* [What to do]
Check each line below for the word "spawn" and give the number of lines that have it, nothing more.
- Opening Delimiter -
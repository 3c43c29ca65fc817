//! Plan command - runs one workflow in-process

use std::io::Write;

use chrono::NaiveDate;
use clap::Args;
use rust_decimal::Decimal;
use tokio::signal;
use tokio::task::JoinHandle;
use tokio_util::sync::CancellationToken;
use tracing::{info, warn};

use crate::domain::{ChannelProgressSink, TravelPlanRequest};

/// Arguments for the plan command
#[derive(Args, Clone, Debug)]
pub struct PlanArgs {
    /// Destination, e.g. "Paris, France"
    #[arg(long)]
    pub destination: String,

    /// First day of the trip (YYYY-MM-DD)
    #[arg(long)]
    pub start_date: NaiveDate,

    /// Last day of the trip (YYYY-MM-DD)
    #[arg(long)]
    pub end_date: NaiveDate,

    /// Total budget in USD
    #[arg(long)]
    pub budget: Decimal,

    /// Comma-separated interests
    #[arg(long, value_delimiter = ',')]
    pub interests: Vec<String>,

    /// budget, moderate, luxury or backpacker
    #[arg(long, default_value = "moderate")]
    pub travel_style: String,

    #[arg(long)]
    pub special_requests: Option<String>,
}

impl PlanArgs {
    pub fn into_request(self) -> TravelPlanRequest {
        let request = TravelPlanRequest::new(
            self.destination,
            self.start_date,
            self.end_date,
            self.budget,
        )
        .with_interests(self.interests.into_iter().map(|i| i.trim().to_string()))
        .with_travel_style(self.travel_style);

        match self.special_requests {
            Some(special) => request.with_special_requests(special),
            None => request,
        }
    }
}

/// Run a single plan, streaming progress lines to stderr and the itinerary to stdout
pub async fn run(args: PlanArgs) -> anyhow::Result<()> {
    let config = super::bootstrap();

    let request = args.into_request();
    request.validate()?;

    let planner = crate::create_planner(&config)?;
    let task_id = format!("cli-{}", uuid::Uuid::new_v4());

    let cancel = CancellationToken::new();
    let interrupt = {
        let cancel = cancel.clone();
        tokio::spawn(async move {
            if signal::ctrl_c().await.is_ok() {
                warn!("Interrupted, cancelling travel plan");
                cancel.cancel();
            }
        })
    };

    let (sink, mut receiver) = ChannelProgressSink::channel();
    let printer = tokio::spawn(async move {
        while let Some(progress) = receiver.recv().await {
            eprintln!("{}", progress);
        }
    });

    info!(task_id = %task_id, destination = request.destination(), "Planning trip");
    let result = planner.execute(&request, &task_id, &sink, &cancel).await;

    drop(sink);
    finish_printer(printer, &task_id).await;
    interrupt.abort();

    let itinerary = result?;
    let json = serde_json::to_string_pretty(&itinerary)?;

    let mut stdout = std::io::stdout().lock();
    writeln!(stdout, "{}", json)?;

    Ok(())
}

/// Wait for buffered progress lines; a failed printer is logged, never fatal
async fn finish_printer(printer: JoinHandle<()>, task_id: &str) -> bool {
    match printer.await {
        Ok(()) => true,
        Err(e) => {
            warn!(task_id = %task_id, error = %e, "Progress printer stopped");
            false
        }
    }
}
- Closing Delimiter -
- Opening Delimiter -
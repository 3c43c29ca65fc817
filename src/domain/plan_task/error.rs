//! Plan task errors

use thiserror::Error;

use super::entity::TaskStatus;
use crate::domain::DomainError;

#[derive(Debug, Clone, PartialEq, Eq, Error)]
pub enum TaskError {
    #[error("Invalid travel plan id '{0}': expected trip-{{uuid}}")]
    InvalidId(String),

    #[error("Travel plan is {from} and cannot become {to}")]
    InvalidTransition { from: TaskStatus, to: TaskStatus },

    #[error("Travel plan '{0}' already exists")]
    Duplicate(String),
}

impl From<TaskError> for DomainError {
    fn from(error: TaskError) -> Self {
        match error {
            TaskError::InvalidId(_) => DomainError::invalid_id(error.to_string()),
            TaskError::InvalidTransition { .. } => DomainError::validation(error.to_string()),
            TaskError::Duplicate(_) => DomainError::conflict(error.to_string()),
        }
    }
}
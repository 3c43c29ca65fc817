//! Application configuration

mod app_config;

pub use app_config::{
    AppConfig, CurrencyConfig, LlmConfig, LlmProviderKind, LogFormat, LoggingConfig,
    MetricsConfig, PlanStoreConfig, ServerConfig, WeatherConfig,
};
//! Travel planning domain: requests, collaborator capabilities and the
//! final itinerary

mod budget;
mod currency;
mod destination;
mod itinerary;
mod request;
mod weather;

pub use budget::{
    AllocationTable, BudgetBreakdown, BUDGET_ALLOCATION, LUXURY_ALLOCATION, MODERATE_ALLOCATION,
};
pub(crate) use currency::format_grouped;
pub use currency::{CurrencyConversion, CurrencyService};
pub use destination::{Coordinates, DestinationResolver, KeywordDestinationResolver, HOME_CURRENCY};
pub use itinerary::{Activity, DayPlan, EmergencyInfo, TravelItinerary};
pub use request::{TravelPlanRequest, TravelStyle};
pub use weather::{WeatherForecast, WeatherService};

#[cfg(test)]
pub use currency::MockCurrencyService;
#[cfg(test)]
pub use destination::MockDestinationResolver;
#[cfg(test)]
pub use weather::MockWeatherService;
- Closing Delimiter -
* [Finished task]
2